↓

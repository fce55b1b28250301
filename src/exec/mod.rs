// Copyright 2025 Lablup Inc. and Jeongkyu Shin
//
// Licensed under the Apache License, Version 2.0 (the "License");
// you may not use this file except in compliance with the License.
// You may obtain a copy of the License at
//
//     http://www.apache.org/licenses/LICENSE-2.0
//
// Unless required by applicable law or agreed to in writing, software
// distributed under the License is distributed on an "AS IS" BASIS,
// WITHOUT WARRANTIES OR CONDITIONS OF ANY KIND, either express or implied.
// See the License for the specific language governing permissions and
// limitations under the License.

//! Interactive exec sessions.
//!
//! This module relays a local terminal to a process running in a Kubernetes
//! pod over one multiplexed exec stream, the way `kubectl exec -it` does:
//! raw-mode terminal control, non-blocking stdin, resize propagation,
//! keep-alives, and a teardown that restores the terminal on every exit path.

pub mod channel;
pub mod constants;
pub mod error;
pub mod heartbeat;
pub mod protocol;
pub mod relay;
pub mod resize;
pub mod resources;
pub mod session;
pub mod signals;
pub mod stdio;
pub mod terminal;
pub mod websocket;
pub mod worker;

pub use channel::{ChannelHandle, ExecChannel, Outbound};
pub use error::{ChannelError, IoDisposition, RelayError, SessionError, TerminalError};
pub use heartbeat::HeartbeatKind;
pub use protocol::{ExecStatus, StreamChannel, TerminalSize, EXEC_SUBPROTOCOL};
pub use relay::{EndReason, RelaySettings, SessionOutcome, SessionState, StreamMode, TerminalRelay};
pub use resize::ResizeEvents;
pub use resources::SessionResources;
pub use session::{run_interactive_session, ExecOptions, ExecSession};
pub use signals::{SessionSignal, SignalGuard};
pub use stdio::{LocalStdio, OutputStream, ProcessStdio, WritePolicy};
pub use terminal::{PlatformTerminal, TerminalController};
pub use websocket::WebSocketChannel;
pub use worker::Worker;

↑

## Problem
Reproduce each line in the listing above that mentions the string "protocol".

## Exercise output
pub mod protocol;
pub use protocol::{ExecStatus, StreamChannel, TerminalSize, EXEC_SUBPROTOCOL};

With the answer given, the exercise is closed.